-- GOAL OF THE EXERCISE --
When the line containing "echoed stdout-first, stderr-second;" appears in the entries below, begin printing there and stop after the line containing "fn execute(&self, tee_path: Option<&Path>)"; print each of those lines exactly and no other line.

Source records

//! # Process Runner Module
//!
//! Launches the external tools the pipeline depends on and reports how they
//! terminated.
//!
//! Commands are described structurally as an executable plus a discrete
//! argument list ([`CommandSpec`]) and handed to [`std::process::Command`];
//! no shell is involved and no command line is built by string interpolation.
//! Captured stdout and stderr are combined into one stream that is echoed to
//! the terminal and, for the analysis step, duplicated into the report file by
//! a tee adapter owned by the runner.

use std::fs::File;
use std::io::{self, Write};
use std::path::Path;
use std::process::Command;

use colored::*;

use crate::error::{code_label, PipelineError};

/// Structured description of one external command invocation.
#[derive(Debug, Clone)]
pub struct CommandSpec {
    /// Human-readable label for diagnostics ("Compiling", ...).
    pub description: String,
    /// Executable name or path.
    pub program: String,
    /// Arguments passed verbatim, one element per argument.
    pub args: Vec<String>,
}

/// Termination report for one command invocation.
#[derive(Debug, Clone)]
pub struct CommandResult {
    pub description: String,
    pub command_line: String,
    /// Subprocess exit code; `None` when terminated by signal.
    pub exit_code: Option<i32>,
}

impl CommandSpec {
    pub fn new<S, I, A>(description: S, program: S, args: I) -> Self
    where
        S: Into<String>,
        I: IntoIterator<Item = A>,
        A: Into<String>,
    {
        Self {
            description: description.into(),
            program: program.into(),
            args: args.into_iter().map(Into::into).collect(),
        }
    }

    /// Display form of the invocation, for banners and diagnostics only.
    pub fn command_line(&self) -> String {
        let mut line = self.program.clone();
        for arg in &self.args {
            line.push(' ');
            line.push_str(arg);
        }
        line
    }

    /// Runs the command to completion, echoing its combined output.
    pub fn run(&self) -> Result<CommandResult, PipelineError> {
        self.execute(None)
    }

    /// Runs the command, additionally duplicating its combined output into
    /// the file at `report_path`. The file is created (or truncated), fully
    /// written, and closed before this returns.
    pub fn run_tee(&self, report_path: &Path) -> Result<CommandResult, PipelineError> {
        self.execute(Some(report_path))
    }

    // Output is captured in full and then echoed stdout-first, stderr-second;
    // the interleaving a live combined stream would show is not preserved.
    fn execute(&self, tee_path: Option<&Path>) -> Result<CommandResult, PipelineError> {
        println!("\n{} {}", "==>".cyan().bold(), self.description.bold());
        println!("$ {}", self.command_line().dimmed());

        let output = Command::new(&self.program)
            .args(&self.args)
            .output()
            .map_err(|err| PipelineError::Spawn {
                program: self.program.clone(),
                source: err,
            })?;

        let mut tee = Tee::open(tee_path);
        tee.write_chunk(&output.stdout);
        tee.write_chunk(&output.stderr);
        drop(tee);

        let result = CommandResult {
            description: self.description.clone(),
            command_line: self.command_line(),
            exit_code: output.status.code(),
        };

        if !result.success() {
            eprintln!(
                "{} {} ({})",
                "[!] Command failed:".red().bold(),
                result.command_line,
                code_label(&result.exit_code)
            );
        }

        Ok(result)
    }
}

impl CommandResult {
    pub fn success(&self) -> bool {
        self.exit_code == Some(0)
    }
}

/// Writes every chunk to the terminal and, when open, to the report file.
struct Tee {
    report: Option<File>,
}

impl Tee {
    fn open(path: Option<&Path>) -> Self {
        let report = path.and_then(|path| match File::create(path) {
            Ok(file) => Some(file),
            Err(err) => {
                log::warn!("could not create report {}: {}", path.display(), err);
                None
            }
        });
        Self { report }
    }

    fn write_chunk(&mut self, chunk: &[u8]) {
        if chunk.is_empty() {
            return;
        }
        let mut stdout = io::stdout().lock();
        if let Err(err) = stdout.write_all(chunk) {
            log::debug!("terminal write failed: {}", err);
        }
        if let Some(report) = &mut self.report {
            if let Err(err) = report.write_all(chunk) {
                log::warn!("report write failed: {}", err);
            }
        }
    }
}
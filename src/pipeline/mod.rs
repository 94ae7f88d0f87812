//! # Pipeline Controller Module
//!
//! Sequences the fixed check pipeline:
//! provision → format → compile → analyze → scan → cleanup.
//!
//! The pipeline is single-threaded and fully sequential; each external tool is
//! awaited before the next starts, and there are no timeouts (a hung tool
//! hangs the run). Formatting and compilation failures abort the run with the
//! failing tool's own exit code. The analysis tool's exit code reflects the
//! *target program's* exit, not analysis success, so it never aborts the run:
//! the report is scanned regardless.

use std::fs;
use std::path::PathBuf;

use crate::config;
use crate::error::{code_label, PipelineError};
use crate::runner::CommandSpec;
use crate::scanner::{self, LeakVerdict};

/// Relative path the compiler writes the executable to.
pub const COMPILED_BINARY: &str = "./program";

/// Report file the analysis output is duplicated into.
pub const REPORT_FILE: &str = "valgrind.log";

/// Validated input for one pipeline run. Immutable once built.
#[derive(Debug, Clone)]
pub struct PipelineRequest {
    /// Path to the C source file to check.
    pub source_path: PathBuf,
    /// Retain the report file after the run instead of deleting it.
    pub keep_log: bool,
}

/// The check pipeline, with every step's command spelled out.
///
/// [`Pipeline::for_request`] builds the stock clang-format/gcc/valgrind
/// toolchain; the fields are public so the control flow can be exercised with
/// substitute commands.
#[derive(Debug, Clone)]
pub struct Pipeline {
    pub style_config: PathBuf,
    pub format: CommandSpec,
    pub compile: CommandSpec,
    pub analyze: CommandSpec,
    pub report_path: PathBuf,
    pub keep_log: bool,
}

impl Pipeline {
    /// Builds the default toolchain for `request`, rooted in the working
    /// directory.
    pub fn for_request(request: &PipelineRequest) -> Self {
        let source = request.source_path.to_string_lossy().into_owned();
        Self {
            style_config: PathBuf::from(config::STYLE_CONFIG_FILE),
            format: CommandSpec::new("Formatting source file", "clang-format", ["-i", source.as_str()]),
            compile: CommandSpec::new("Compiling", "gcc", [source.as_str(), "-o", COMPILED_BINARY, "-g"]),
            analyze: CommandSpec::new(
                "Checking with valgrind",
                "valgrind",
                ["--leak-check=full", "--track-origins=yes", COMPILED_BINARY],
            ),
            report_path: PathBuf::from(REPORT_FILE),
            keep_log: request.keep_log,
        }
    }

    /// Drives the pipeline to completion.
    ///
    /// Returns the leak verdict on a completed run, or the first fatal error.
    /// Artifacts already produced (the compiled binary, the report) are left
    /// in place on failure; there is no rollback.
    pub fn run(&self) -> Result<LeakVerdict, PipelineError> {
        config::ensure_default_config(&self.style_config)?;

        self.run_fatal_step(&self.format)?;
        self.run_fatal_step(&self.compile)?;

        match self.analyze.run_tee(&self.report_path) {
            Ok(result) if !result.success() => {
                // Mirrors the analyzed program's exit, not analysis success.
                log::warn!(
                    "analysis tool reported {}; scanning report anyway",
                    code_label(&result.exit_code)
                );
            }
            Ok(_) => {}
            Err(err) => {
                log::warn!("analysis tool could not run: {err}");
            }
        }

        let verdict = scanner::scan(&self.report_path);

        if !self.keep_log {
            if let Err(err) = fs::remove_file(&self.report_path) {
                log::debug!("could not remove {}: {err}", self.report_path.display());
            }
        }

        Ok(verdict)
    }

    /// Runs a step whose nonzero exit aborts the whole pipeline.
    fn run_fatal_step(&self, spec: &CommandSpec) -> Result<(), PipelineError> {
        let result = spec.run()?;
        if result.success() {
            Ok(())
        } else {
            Err(PipelineError::StepFailed {
                step: result.description,
                code: result.exit_code,
            })
        }
    }
}

#[cfg(test)]
mod tests {
    use super::*;
    use tempfile::TempDir;

    fn sh(description: &str, script: &str) -> CommandSpec {
        CommandSpec::new(description, "sh", ["-c", script])
    }

    /// Pipeline with inert format/compile steps, rooted in `dir`.
    fn fake_pipeline(dir: &TempDir, analyze_script: &str, keep_log: bool) -> Pipeline {
        Pipeline {
            style_config: dir.path().join(config::STYLE_CONFIG_FILE),
            format: sh("Formatting source file", "exit 0"),
            compile: sh("Compiling", "exit 0"),
            analyze: sh("Checking with valgrind", analyze_script),
            report_path: dir.path().join(REPORT_FILE),
            keep_log,
        }
    }

    #[test]
    fn compile_failure_skips_analysis_and_mirrors_exit_code() {
        let dir = TempDir::new().expect("tempdir");
        let marker = dir.path().join("analysis-ran");
        let mut pipeline = fake_pipeline(
            &dir,
            &format!("touch {}", marker.display()),
            false,
        );
        pipeline.compile = sh("Compiling", "exit 3");

        let err = pipeline.run().expect_err("compile failure is fatal");
        assert_eq!(err.exit_code(), 3);
        assert!(!marker.exists(), "analysis must not run after failed compile");
        assert!(!pipeline.report_path.exists());
    }

    #[test]
    fn format_failure_skips_everything_downstream() {
        let dir = TempDir::new().expect("tempdir");
        let marker = dir.path().join("compile-ran");
        let mut pipeline = fake_pipeline(&dir, "exit 0", false);
        pipeline.format = sh("Formatting source file", "exit 5");
        pipeline.compile = sh("Compiling", &format!("touch {}", marker.display()));

        let err = pipeline.run().expect_err("format failure is fatal");
        assert_eq!(err.exit_code(), 5);
        assert!(!marker.exists());
    }

    #[test]
    fn analysis_failure_is_not_fatal() {
        let dir = TempDir::new().expect("tempdir");
        let pipeline = fake_pipeline(
            &dir,
            "echo '   definitely lost: 0 bytes in 0 blocks'; exit 42",
            false,
        );

        let verdict = pipeline.run().expect("run completes");
        assert_eq!(verdict, LeakVerdict::NoLeaks);
    }

    #[test]
    fn leaky_report_yields_leaks_detected_and_log_is_removed() {
        let dir = TempDir::new().expect("tempdir");
        let pipeline = fake_pipeline(
            &dir,
            "echo '   definitely lost: 48 bytes in 2 blocks'",
            false,
        );

        let verdict = pipeline.run().expect("run completes");
        assert_eq!(verdict, LeakVerdict::LeaksDetected);
        assert!(!pipeline.report_path.exists(), "log removed without --keep-log");
    }

    #[test]
    fn keep_log_retains_the_report_file() {
        let dir = TempDir::new().expect("tempdir");
        let pipeline = fake_pipeline(
            &dir,
            "echo '   definitely lost: 0 bytes in 0 blocks'",
            true,
        );

        let verdict = pipeline.run().expect("run completes");
        assert_eq!(verdict, LeakVerdict::NoLeaks);
        assert!(pipeline.report_path.exists(), "log kept with --keep-log");
    }

    #[test]
    fn unlaunchable_analyzer_surfaces_as_unreadable_report() {
        let dir = TempDir::new().expect("tempdir");
        let mut pipeline = fake_pipeline(&dir, "exit 0", false);
        pipeline.analyze =
            CommandSpec::new("Checking with valgrind", "leakcheck-no-such-tool", ["x"]);

        let verdict = pipeline.run().expect("run completes");
        assert_eq!(verdict, LeakVerdict::ReportUnreadable);
    }

    #[test]
    fn provisioning_happens_before_formatting() {
        let dir = TempDir::new().expect("tempdir");
        let pipeline = fake_pipeline(&dir, "echo ok", true);

        pipeline.run().expect("run completes");
        let written =
            std::fs::read_to_string(&pipeline.style_config).expect("style config written");
        assert_eq!(written, config::DEFAULT_STYLE);
    }
}
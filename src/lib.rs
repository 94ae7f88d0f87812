//! # leakcheck Library
//!
//! A thin command-line orchestrator for C memory-leak checking: formats a
//! single C source file, compiles it, runs a memory-analysis tool against the
//! binary, and inspects the tool's text report for a leak signature.
//!
//! ## Modules
//!
//! - [`cli`] - Command-line interface definitions and argument validation
//! - [`config`] - Default formatting-style config provisioning
//! - [`error`] - Typed pipeline error taxonomy
//! - [`pipeline`] - The provision → format → compile → analyze → scan sequence
//! - [`runner`] - External process invocation with output capture and tee
//! - [`scanner`] - Leak-signature scan over the analysis report
//!
//! ## Example
//!
//! ```rust,ignore
//! use leakcheck::{Pipeline, PipelineRequest};
//!
//! let request = PipelineRequest {
//!     source_path: "demo.c".into(),
//!     keep_log: false,
//! };
//! let verdict = Pipeline::for_request(&request).run()?;
//! std::process::exit(verdict.exit_code());
//! ```

pub mod cli;
pub mod config;
pub mod error;
pub mod pipeline;
pub mod runner;
pub mod scanner;

pub use cli::Cli;
pub use error::PipelineError;
pub use pipeline::{Pipeline, PipelineRequest};
pub use runner::{CommandResult, CommandSpec};
pub use scanner::LeakVerdict;
//! # CLI Module
//!
//! Command-line interface for leakcheck, defined with `clap` derive macros.
//!
//! `-h`/`--help` is handled by clap wherever it appears and exits before any
//! pipeline side effect. The source argument is optional at the clap level so
//! that a missing or unusable file is reported as a usage diagnostic with exit
//! code 1, before any file is touched.

use clap::Parser;
use std::path::PathBuf;

use crate::error::PipelineError;
use crate::pipeline::PipelineRequest;

/// Format, compile, and valgrind-check a single C source file.
///
/// Runs the fixed pipeline clang-format → gcc → valgrind and fails when the
/// valgrind report shows definite leaks. A `.clang-format` file is written
/// with default settings when none exists.
#[derive(Parser, Debug)]
#[command(name = "leakcheck")]
#[command(version)]
#[command(about = "Format, compile, and valgrind-check a single C source file")]
pub struct Cli {
    /// C source file to check (the name must contain ".c").
    #[arg(value_name = "SOURCE")]
    pub source: Option<PathBuf>,

    /// Keep valgrind.log after the run instead of deleting it.
    #[arg(long)]
    pub keep_log: bool,
}

impl Cli {
    /// Validates the arguments into an immutable pipeline request.
    pub fn into_request(self) -> Result<PipelineRequest, PipelineError> {
        let source = self.source.ok_or_else(|| {
            PipelineError::Usage("specify a C source file with a .c extension".to_string())
        })?;

        let name = source.to_string_lossy();
        if !name.contains(".c") {
            return Err(PipelineError::Usage(format!(
                "{name} does not look like a C source file"
            )));
        }
        if !source.exists() {
            return Err(PipelineError::Usage(format!("source file not found: {name}")));
        }

        Ok(PipelineRequest {
            source_path: source,
            keep_log: self.keep_log,
        })
    }
}

#[cfg(test)]
mod tests {
    use super::*;
    use clap::CommandFactory;
    use std::fs;
    use tempfile::TempDir;

    /// Verify that the CLI definition is valid.
    #[test]
    fn verify_cli() {
        Cli::command().debug_assert();
    }

    #[test]
    fn missing_source_is_a_usage_error() {
        let cli = Cli::parse_from(["leakcheck"]);
        let err = cli.into_request().expect_err("no source given");
        assert!(matches!(err, PipelineError::Usage(_)));
        assert_eq!(err.exit_code(), 1);
    }

    #[test]
    fn non_c_source_is_rejected() {
        let cli = Cli::parse_from(["leakcheck", "notes.txt"]);
        let err = cli.into_request().expect_err("not a C file");
        assert!(matches!(err, PipelineError::Usage(_)));
    }

    #[test]
    fn existing_c_source_builds_a_request() {
        let dir = TempDir::new().expect("tempdir");
        let source = dir.path().join("demo.c");
        fs::write(&source, "int main(void) { return 0; }\n").expect("write source");

        let cli = Cli::parse_from([
            "leakcheck".to_string(),
            source.display().to_string(),
            "--keep-log".to_string(),
        ]);
        let request = cli.into_request().expect("valid request");
        assert_eq!(request.source_path, source);
        assert!(request.keep_log);
    }
}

-- YOUR RESPONSE --
    // Output is captured in full and then echoed stdout-first, stderr-second;
    // the interleaving a live combined stream would show is not preserved.
    fn execute(&self, tee_path: Option<&Path>) -> Result<CommandResult, PipelineError> {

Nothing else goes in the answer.